ResponderEliminarAntónio Francisco( Zé Leite), é irmão de uma tia minha. Recordo como foi doloroso para a família, a perda de um irmão. O seu exemplo e contributo para o Atletismo local foi importantíssimo, para o despertar de potencialidades a nível locais, que vieram a demonstrar os seus valores, a nível regional e a nível nacional. Se estivesse vivo, faria sem dúvida, um ótimo percurso no Atletismo. Mas certamente fica o seu exemplo de vida.

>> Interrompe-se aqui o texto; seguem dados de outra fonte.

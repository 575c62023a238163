//! Book metadata derived from the provider's book-info payload.
//!
//! The raw payload is kept alongside the derived fields and persisted as a
//! `metadata.json` sidecar in the book's output folder, so nothing the API
//! said is lost even when this tool does not model it.

use std::path::Path;

use serde::{Deserialize, Serialize};
use serde_json::Value;

use crate::fsio;

/// Sidecar filename inside the book folder.
pub const SIDECAR_FILE: &str = "metadata.json";

/// Derived book metadata plus the raw API payload.
#[derive(Debug, Clone, Default, Serialize, Deserialize)]
pub struct BookMetadata {
    pub title: String,
    #[serde(default)]
    pub authors: Vec<String>,
    #[serde(default)]
    pub publisher: Option<String>,
    #[serde(default)]
    pub isbn: Option<String>,
    #[serde(default)]
    pub description: Option<String>,
    #[serde(default)]
    pub subjects: Vec<String>,
    #[serde(default)]
    pub rights: Option<String>,
    #[serde(default)]
    pub release_date: Option<String>,
    #[serde(default)]
    pub cover_url: Option<String>,
    /// URL of the chapter manifest for this book.
    #[serde(default)]
    pub chapters_url: Option<String>,
    /// The provider payload, verbatim.
    #[serde(default)]
    pub raw: Value,
}

impl BookMetadata {
    /// Derives metadata from a book-info payload.
    ///
    /// Name-bearing fields tolerate both plain strings and `{"name": …}`
    /// objects; anything unrecognized stays available through `raw`.
    #[must_use]
    pub fn from_payload(payload: Value) -> Self {
        let title = payload
            .get("title")
            .and_then(Value::as_str)
            .unwrap_or("Untitled")
            .to_string();
        let authors = name_list(payload.get("authors"));
        let publisher = name_list(payload.get("publishers"))
            .into_iter()
            .next()
            .or_else(|| {
                payload
                    .get("publisher")
                    .and_then(Value::as_str)
                    .map(ToString::to_string)
            });
        let isbn = string_field(&payload, "isbn").or_else(|| string_field(&payload, "identifier"));
        let description = string_field(&payload, "description");
        let subjects = {
            let mut subjects = name_list(payload.get("subjects"));
            subjects.extend(name_list(payload.get("topics")));
            subjects.dedup();
            subjects
        };
        let rights = string_field(&payload, "rights");
        let release_date = string_field(&payload, "issued").or_else(|| string_field(&payload, "release_date"));
        let cover_url = string_field(&payload, "cover");
        let chapters_url = string_field(&payload, "chapters");

        Self {
            title,
            authors,
            publisher,
            isbn,
            description,
            subjects,
            rights,
            release_date,
            cover_url,
            chapters_url,
            raw: payload,
        }
    }

    /// First author, or `"Unknown"` for the filename pattern.
    #[must_use]
    pub fn first_author(&self) -> &str {
        self.authors
            .first()
            .map_or("Unknown", String::as_str)
    }

    /// Writes the sidecar file into the book folder.
    ///
    /// # Errors
    ///
    /// Returns the underlying I/O error.
    pub fn write_sidecar(&self, book_dir: &Path) -> std::io::Result<()> {
        fsio::write_json_atomic(&book_dir.join(SIDECAR_FILE), self)
    }
}

fn string_field(payload: &Value, key: &str) -> Option<String> {
    payload
        .get(key)
        .and_then(Value::as_str)
        .filter(|s| !s.is_empty())
        .map(ToString::to_string)
}

/// Extracts a list of names from `["a", {"name": "b"}]`-shaped arrays.
fn name_list(value: Option<&Value>) -> Vec<String> {
    let Some(Value::Array(items)) = value else {
        return Vec::new();
    };
    items
        .iter()
        .filter_map(|item| match item {
            Value::String(s) => Some(s.clone()),
            Value::Object(map) => map
                .get("name")
                .and_then(Value::as_str)
                .map(ToString::to_string),
            _ => None,
        })
        .filter(|s| !s.is_empty())
        .collect()
}
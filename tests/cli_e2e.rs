//! Binary smoke tests: argument surface and exit codes.

use assert_cmd::Command;
use predicates::prelude::*;

fn skillshelf() -> Command {
    Command::cargo_bin("skillshelf").expect("binary builds")
}

#[test]
fn help_lists_subcommands() {
    skillshelf()
        .arg("--help")
        .assert()
        .success()
        .stdout(predicate::str::contains("discover"))
        .stdout(predicate::str::contains("download"));
}

#[test]
fn version_prints_crate_version() {
    skillshelf()
        .arg("--version")
        .assert()
        .success()
        .stdout(predicate::str::contains(env!("CARGO_PKG_VERSION")));
}

#[test]
fn missing_subcommand_is_usage_error() {
    skillshelf().assert().failure();
}

#[test]
fn download_without_manifests_exits_with_config_error() {
    let dir = tempfile::TempDir::new().expect("temp dir");
    skillshelf()
        .current_dir(dir.path())
        .arg("download")
        .assert()
        .failure()
        .code(2);
}

#[test]
fn discover_with_missing_skills_file_exits_with_config_error() {
    let dir = tempfile::TempDir::new().expect("temp dir");
    skillshelf()
        .current_dir(dir.path())
        .args(["discover", "--skills-file", "no-such-file.json"])
        .assert()
        .failure()
        .code(2);
}

#[test]
fn invalid_config_file_exits_with_config_error() {
    let dir = tempfile::TempDir::new().expect("temp dir");
    let config_path = dir.path().join("config.json");
    std::fs::write(&config_path, br#"{"concurrency": 0}"#).expect("write config");

    skillshelf()
        .current_dir(dir.path())
        .args(["download", "--config", "config.json"])
        .assert()
        .failure()
        .code(2)
        .stderr(predicate::str::contains("concurrency"));
}
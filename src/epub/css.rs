//! Profile stylesheets bundled into every package.
//!
//! Both are fixed assets: identical bytes across runs, embedded in the
//! binary. The reader-optimized profile adds pagination hints that dedicated
//! e-readers honor (fresh page per chapter, headings kept with their first
//! paragraph, justified body text).

use crate::config::EpubProfile;

/// Base stylesheet for the standard profile.
pub const STANDARD_CSS: &str = "\
body {
    margin: 1em;
    font-family: serif;
    line-height: 1.4;
}
h1, h2, h3, h4, h5, h6 {
    font-family: sans-serif;
    line-height: 1.2;
}
img {
    max-width: 100%;
}
pre, code {
    font-family: monospace;
    white-space: pre-wrap;
}
blockquote {
    margin-left: 1.5em;
    font-style: italic;
}
";

/// Stylesheet for the reader-optimized profile.
pub const READER_OPTIMIZED_CSS: &str = "\
body {
    margin: 0.5em;
    font-family: serif;
    line-height: 1.4;
}
h1 {
    page-break-before: always;
}
h1, h2, h3, h4, h5, h6 {
    font-family: sans-serif;
    line-height: 1.2;
    page-break-after: avoid;
}
p {
    text-align: justify;
    text-indent: 1.2em;
    widows: 2;
    orphans: 2;
    margin: 0 0 0.2em 0;
}
h1 + p, h2 + p, h3 + p, h4 + p, h5 + p, h6 + p {
    text-indent: 0;
}
img {
    max-width: 100%;
}
pre, code {
    font-family: monospace;
    white-space: pre-wrap;
    text-align: left;
    text-indent: 0;
}
blockquote {
    margin-left: 1.5em;
    font-style: italic;
}
";

/// The bundled stylesheet for a profile.
#[must_use]
pub fn profile_css(profile: EpubProfile) -> &'static str {
    match profile {
        EpubProfile::Standard => STANDARD_CSS,
        EpubProfile::ReaderOptimized => READER_OPTIMIZED_CSS,
    }
}

#[cfg(test)]
mod tests {
    use super::*;

    #[test]
    fn test_reader_profile_has_pagination_rules() {
        let css = profile_css(EpubProfile::ReaderOptimized);
        assert!(css.contains("page-break-before: always"));
        assert!(css.contains("page-break-after: avoid"));
        assert!(css.contains("widows: 2"));
        assert!(css.contains("orphans: 2"));
        assert!(css.contains("text-align: justify"));
        assert!(css.contains("h1 + p"));
    }

    #[test]
    fn test_standard_profile_has_no_page_breaks() {
        let css = profile_css(EpubProfile::Standard);
        assert!(!css.contains("page-break"));
    }

    #[test]
    fn test_profiles_are_fixed_assets() {
        // Identity across calls (embedded constants, not generated).
        assert_eq!(
            profile_css(EpubProfile::ReaderOptimized),
            READER_OPTIMIZED_CSS
        );
        assert_eq!(profile_css(EpubProfile::Standard), STANDARD_CSS);
    }
}
//! Asset downloading: chapter images and stylesheets.
//!
//! Assets are fetched serially through the shared session. A failed image
//! or stylesheet never fails the book: the failure is recorded, the file
//! is simply absent, and the packager manifests only what exists on disk.
//! Auth failures are the one exception: they abort the whole job.

use std::path::Path;

use futures_util::StreamExt;
use tokio::io::AsyncWriteExt;
use tracing::{debug, info, warn};

use crate::pacing::{RetryPolicy, with_retries};
use crate::session::{GetOptions, SessionClient, SessionError};

/// What kind of asset a request is for; decides the target subdirectory.
#[derive(Debug, Clone, Copy, PartialEq, Eq)]
pub enum AssetKind {
    Image,
    Stylesheet,
}

impl AssetKind {
    /// Subdirectory under `OEBPS/` for this kind.
    #[must_use]
    pub fn subdir(self) -> &'static str {
        match self {
            Self::Image => "Images",
            Self::Stylesheet => "Styles",
        }
    }
}

/// One `{url → local name}` download entry.
#[derive(Debug, Clone, PartialEq, Eq)]
pub struct AssetRequest {
    pub url: String,
    /// Basename inside the kind's subdirectory.
    pub local_name: String,
    pub kind: AssetKind,
}

impl AssetRequest {
    /// Path relative to `OEBPS/`, as referenced from chapters.
    #[must_use]
    pub fn relative_path(&self) -> String {
        format!("{}/{}", self.kind.subdir(), self.local_name)
    }
}

/// One asset that exhausted its retries.
#[derive(Debug, Clone)]
pub struct FailedAsset {
    pub url: String,
    pub local_name: String,
    pub error: String,
}

/// Outcome of an asset batch.
#[derive(Debug, Default)]
pub struct AssetReport {
    pub downloaded: usize,
    pub skipped: usize,
    pub failed: Vec<FailedAsset>,
}

/// Serial asset fetcher over the shared session.
pub struct AssetDownloader {
    session: std::sync::Arc<SessionClient>,
    retry: RetryPolicy,
}

impl AssetDownloader {
    #[must_use]
    pub fn new(session: std::sync::Arc<SessionClient>) -> Self {
        Self {
            session,
            retry: RetryPolicy::default(),
        }
    }

    /// Downloads every request into `oebps_dir`, one at a time.
    ///
    /// Existing files are skipped (an interrupted book resumes its asset
    /// set for free). Per-asset retries are independent; permanent
    /// failures are recorded in the report and do not fail the batch.
    ///
    /// # Errors
    ///
    /// Returns [`SessionError::AuthFailed`] only; every other failure is
    /// recorded in the report.
    pub async fn download_all(
        &self,
        requests: &[AssetRequest],
        oebps_dir: &Path,
    ) -> Result<AssetReport, SessionError> {
        let mut report = AssetReport::default();

        for request in requests {
            let target = oebps_dir
                .join(request.kind.subdir())
                .join(&request.local_name);
            if target.exists() {
                report.skipped += 1;
                continue;
            }

            match self.fetch_one(request, &target).await {
                Ok(()) => report.downloaded += 1,
                Err(error) if error.is_auth() => return Err(error),
                Err(error) => {
                    warn!(
                        url = %request.url,
                        asset = %request.local_name,
                        error = %error,
                        "fail: asset exhausted retries; continuing without it"
                    );
                    report.failed.push(FailedAsset {
                        url: request.url.clone(),
                        local_name: request.local_name.clone(),
                        error: error.to_string(),
                    });
                }
            }
        }

        info!(
            downloaded = report.downloaded,
            skipped = report.skipped,
            failed = report.failed.len(),
            "download: asset batch finished"
        );
        Ok(report)
    }

    async fn fetch_one(&self, request: &AssetRequest, target: &Path) -> Result<(), SessionError> {
        if let Some(parent) = target.parent() {
            tokio::fs::create_dir_all(parent)
                .await
                .map_err(|source| SessionError::Io {
                    path: parent.to_path_buf(),
                    source,
                })?;
        }

        with_retries(&self.retry, "asset", || async {
            let response = self
                .session
                .get_success(&request.url, &GetOptions::default())
                .await?;
            stream_to_file(response, target, &request.url).await
        })
        .await?;

        debug!(asset = %request.local_name, "download: asset stored");
        Ok(())
    }
}

async fn stream_to_file(
    response: reqwest::Response,
    target: &Path,
    url: &str,
) -> Result<(), SessionError> {
    let mut file = tokio::fs::File::create(target)
        .await
        .map_err(|source| SessionError::Io {
            path: target.to_path_buf(),
            source,
        })?;

    let mut stream = response.bytes_stream();
    while let Some(chunk) = stream.next().await {
        let chunk = match chunk {
            Ok(chunk) => chunk,
            Err(e) => {
                drop(file);
                let _ = tokio::fs::remove_file(target).await;
                return Err(SessionError::transport(url, e));
            }
        };
        if let Err(source) = file.write_all(&chunk).await {
            drop(file);
            let _ = tokio::fs::remove_file(target).await;
            return Err(SessionError::Io {
                path: target.to_path_buf(),
                source,
            });
        }
    }

    file.flush().await.map_err(|source| SessionError::Io {
        path: target.to_path_buf(),
        source,
    })
}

ResponderEliminarSabes que nunca ouvi dessa historia nunca ouvi. E ao ler isso antes de chegar ao fim eu disse para mim mesma,um carro o atropelou e o condutor enterrou o num lugar sem nimgém saber. Triste nunca o terem encontrado. Pobre família morreram sem saberem onde ele estava. Triste mesmo.